AI Model

An AI model, is a structured representation of algorithms and data designed to perform tasks that typically necessitate human intelligence. These tasks encompass a wide spectrum, including pattern recognition, decision-making, language understanding, and predictive analytics. AI models are foundational elements in various machine learning and deep learning systems.

Core Components

Algorithms: Algorithms are the procedural steps and mathematical formulas that underpin an AI model. These can range from simple linear regression to complex neural networks with multiple hidden layers.

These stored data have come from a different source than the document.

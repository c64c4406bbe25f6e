// Copyright (C) 2025 SyncMyOrders Sp. z o.o.
// SPDX-License-Identifier: AGPL-3.0-or-later
//! `log_message` action.

use async_trait::async_trait;
use serde_json::json;
use tracing::{debug, error, info, warn};

use super::{Action, ActionContext, ActionError, ActionOutput, optional_str, required_str};
use crate::models::JsonMap;

/// Emits a tracing event at the configured level.
#[derive(Debug, Clone, Copy, Default)]
pub struct LogMessageAction;

#[async_trait]
impl Action for LogMessageAction {
    fn name(&self) -> &'static str {
        "log_message"
    }

    fn validate(&self, config: &JsonMap) -> Result<(), ActionError> {
        required_str(config, "message", "message not specified for log")?;
        Ok(())
    }

    async fn execute(&self, ctx: &ActionContext<'_>) -> Result<ActionOutput, ActionError> {
        let message = required_str(ctx.config, "message", "message not specified for log")?;
        let level = optional_str(ctx.config, "level", "info");

        match level {
            "error" => error!(instance_id = %ctx.instance_id, step_id = %ctx.step_id, "{}", message),
            "warn" => warn!(instance_id = %ctx.instance_id, step_id = %ctx.step_id, "{}", message),
            "debug" => debug!(instance_id = %ctx.instance_id, step_id = %ctx.step_id, "{}", message),
            _ => info!(instance_id = %ctx.instance_id, step_id = %ctx.step_id, "{}", message),
        }

        let mut data = JsonMap::new();
        data.insert("message".to_string(), json!(message));
        data.insert("level".to_string(), json!(level));
        data.insert("logged".to_string(), json!(true));
        Ok(ActionOutput::new(data))
    }
}
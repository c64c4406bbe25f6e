// Copyright (C) 2025 SyncMyOrders Sp. z o.o.
// SPDX-License-Identifier: AGPL-3.0-or-later
//! Bounded instance queue and dispatch loop.
//!
//! The running set maps an instance id to a re-run flag. The dispatch loop is
//! the only writer of new entries, and a worker removes its own entry on exit,
//! so an id is never owned by two workers at once. A wake-up that arrives
//! while the instance is running sets the flag and the finishing worker
//! queues the id once more.

use std::future::Future;
use std::sync::Arc;

use dashmap::DashMap;
use dashmap::mapref::entry::Entry;
use tokio::sync::{Mutex, Semaphore, mpsc};
use tokio_util::sync::CancellationToken;
use tokio_util::task::TaskTracker;
use tracing::{debug, info, warn};

use crate::error::CoreError;

/// Queue plus the in-memory "currently running" set.
pub(crate) struct Scheduler {
    tx: mpsc::Sender<String>,
    rx: Mutex<Option<mpsc::Receiver<String>>>,
    capacity: usize,
    running: DashMap<String, bool>,
    permits: Arc<Semaphore>,
    shutdown: CancellationToken,
}

impl Scheduler {
    pub(crate) fn new(capacity: usize, max_concurrent: usize, shutdown: CancellationToken) -> Self {
        let capacity = capacity.max(1);
        let (tx, rx) = mpsc::channel(capacity);
        Self {
            tx,
            rx: Mutex::new(Some(rx)),
            capacity,
            running: DashMap::new(),
            permits: Arc::new(Semaphore::new(max_concurrent.max(1))),
            shutdown,
        }
    }

    /// Non-blocking enqueue.
    pub(crate) fn queue(&self, instance_id: &str) -> Result<(), CoreError> {
        if self.shutdown.is_cancelled() {
            return Err(CoreError::ShuttingDown);
        }
        self.tx
            .try_send(instance_id.to_string())
            .map_err(|e| match e {
                mpsc::error::TrySendError::Full(_) => CoreError::QueueFull {
                    capacity: self.capacity,
                },
                mpsc::error::TrySendError::Closed(_) => CoreError::ShuttingDown,
            })
    }

    pub(crate) fn is_running(&self, instance_id: &str) -> bool {
        self.running.contains_key(instance_id)
    }

    pub(crate) fn running_count(&self) -> usize {
        self.running.len()
    }

    /// Ids waiting in the queue.
    #[cfg(test)]
    pub(crate) fn queued(&self) -> usize {
        self.capacity - self.tx.capacity()
    }

    /// Claim `instance_id` as if a worker owned it.
    #[cfg(test)]
    pub(crate) fn mark_running(&self, instance_id: &str) {
        self.running.insert(instance_id.to_string(), false);
    }

    /// Pull ids until shutdown, starting one tracked worker per id.
    ///
    /// `work` is called at most once at a time per instance id.
    pub(crate) async fn dispatch<F, Fut>(self: Arc<Self>, tracker: TaskTracker, work: F)
    where
        F: Fn(String) -> Fut + Send + Sync + 'static,
        Fut: Future<Output = ()> + Send + 'static,
    {
        let Some(mut rx) = self.rx.lock().await.take() else {
            warn!("Dispatch loop already started");
            return;
        };
        let work = Arc::new(work);

        info!(
            capacity = self.capacity,
            max_concurrent = self.permits.available_permits(),
            "Dispatch loop started"
        );

        loop {
            let instance_id = tokio::select! {
                biased;
                _ = self.shutdown.cancelled() => break,
                next = rx.recv() => match next {
                    Some(id) => id,
                    None => break,
                },
            };

            match self.running.entry(instance_id.clone()) {
                Entry::Occupied(mut entry) => {
                    debug!(instance_id = %instance_id, "Instance already running, flagging re-run");
                    *entry.get_mut() = true;
                    continue;
                }
                Entry::Vacant(entry) => {
                    entry.insert(false);
                }
            }

            let permit = tokio::select! {
                biased;
                _ = self.shutdown.cancelled() => {
                    self.running.remove(&instance_id);
                    break;
                }
                permit = self.permits.clone().acquire_owned() => match permit {
                    Ok(permit) => permit,
                    Err(_) => {
                        self.running.remove(&instance_id);
                        break;
                    }
                },
            };

            let scheduler = self.clone();
            let work = work.clone();
            tracker.spawn(async move {
                let _permit = permit;
                work(instance_id.clone()).await;

                let rerun = scheduler
                    .running
                    .remove(&instance_id)
                    .is_some_and(|(_, rerun)| rerun);
                if rerun && !scheduler.shutdown.is_cancelled() {
                    if let Err(e) = scheduler.queue(&instance_id) {
                        warn!(instance_id = %instance_id, error = %e, "Failed to re-queue instance");
                    }
                }
            });
        }

        rx.close();
        info!("Dispatch loop stopped");
    }
}

#[cfg(test)]
mod tests {
    use super::*;
    use std::sync::atomic::{AtomicUsize, Ordering};
    use std::time::Duration;

    #[tokio::test]
    async fn test_queue_full_is_reported() {
        let scheduler = Scheduler::new(2, 1, CancellationToken::new());
        scheduler.queue("a").unwrap();
        scheduler.queue("b").unwrap();
        let err = scheduler.queue("c").unwrap_err();
        assert!(matches!(err, CoreError::QueueFull { capacity: 2 }));
    }

    #[tokio::test]
    async fn test_queue_after_shutdown() {
        let shutdown = CancellationToken::new();
        let scheduler = Scheduler::new(2, 1, shutdown.clone());
        shutdown.cancel();
        assert!(matches!(scheduler.queue("a"), Err(CoreError::ShuttingDown)));
    }

    #[tokio::test(flavor = "multi_thread", worker_threads = 4)]
    async fn test_duplicate_queue_never_runs_twice() {
        let shutdown = CancellationToken::new();
        let scheduler = Arc::new(Scheduler::new(16, 4, shutdown.clone()));
        let tracker = TaskTracker::new();

        let active = Arc::new(AtomicUsize::new(0));
        let peak = Arc::new(AtomicUsize::new(0));
        let runs = Arc::new(AtomicUsize::new(0));
        let (a, p, r) = (active.clone(), peak.clone(), runs.clone());

        let dispatcher = tokio::spawn(scheduler.clone().dispatch(tracker.clone(), move |_id| {
            let (a, p, r) = (a.clone(), p.clone(), r.clone());
            async move {
                let now = a.fetch_add(1, Ordering::SeqCst) + 1;
                p.fetch_max(now, Ordering::SeqCst);
                r.fetch_add(1, Ordering::SeqCst);
                tokio::time::sleep(Duration::from_millis(100)).await;
                a.fetch_sub(1, Ordering::SeqCst);
            }
        }));

        for _ in 0..5 {
            scheduler.queue("same").unwrap();
        }
        tokio::time::sleep(Duration::from_millis(400)).await;

        assert_eq!(peak.load(Ordering::SeqCst), 1);
        // First run plus exactly one re-run for the wake-ups that arrived meanwhile.
        assert_eq!(runs.load(Ordering::SeqCst), 2);
        assert!(!scheduler.is_running("same"));

        shutdown.cancel();
        dispatcher.await.unwrap();
        tracker.close();
        tracker.wait().await;
    }

    #[tokio::test(flavor = "multi_thread", worker_threads = 4)]
    async fn test_concurrency_is_bounded() {
        let shutdown = CancellationToken::new();
        let scheduler = Arc::new(Scheduler::new(16, 2, shutdown.clone()));
        let tracker = TaskTracker::new();

        let active = Arc::new(AtomicUsize::new(0));
        let peak = Arc::new(AtomicUsize::new(0));
        let (a, p) = (active.clone(), peak.clone());

        let dispatcher = tokio::spawn(scheduler.clone().dispatch(tracker.clone(), move |_id| {
            let (a, p) = (a.clone(), p.clone());
            async move {
                let now = a.fetch_add(1, Ordering::SeqCst) + 1;
                p.fetch_max(now, Ordering::SeqCst);
                tokio::time::sleep(Duration::from_millis(50)).await;
                a.fetch_sub(1, Ordering::SeqCst);
            }
        }));

        for i in 0..6 {
            scheduler.queue(&format!("instance-{}", i)).unwrap();
        }
        tokio::time::sleep(Duration::from_millis(400)).await;

        assert_eq!(peak.load(Ordering::SeqCst), 2);
        assert_eq!(scheduler.running_count(), 0);

        shutdown.cancel();
        dispatcher.await.unwrap();
        tracker.close();
        tracker.wait().await;
    }
}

The choice of algorithm significantly impacts the model’s capability to learn and generalize from data.
Training Data: Training data consists of labeled or unlabeled datasets that are fed into the model to facilitate learning. The quality and quantity of this data are critical, as they directly influence the model’s accuracy and performance. Data preprocessing steps such as normalization, augmentation, and feature extraction are often employed to enhance the dataset’s utility.
Training Process: The training phase involves iterative optimization of the model’s parameters to minimize a predefined loss function. Techniques such as gradient descent are commonly used to update weights in neural networks. The training process may employ regularization methods like dropout or L2 regularization to prevent overfitting.
Inference: Inference is the process of applying the trained model to new, unseen data to generate predictions or decisions. This phase requires efficient implementation to ensure low latency and high throughput, particularly in real-time applications.

Foundation Models

Foundation models are self-trained models that serve as a base for fine-tuning the models we use, for instance the Instruction Tuned Models I will write further.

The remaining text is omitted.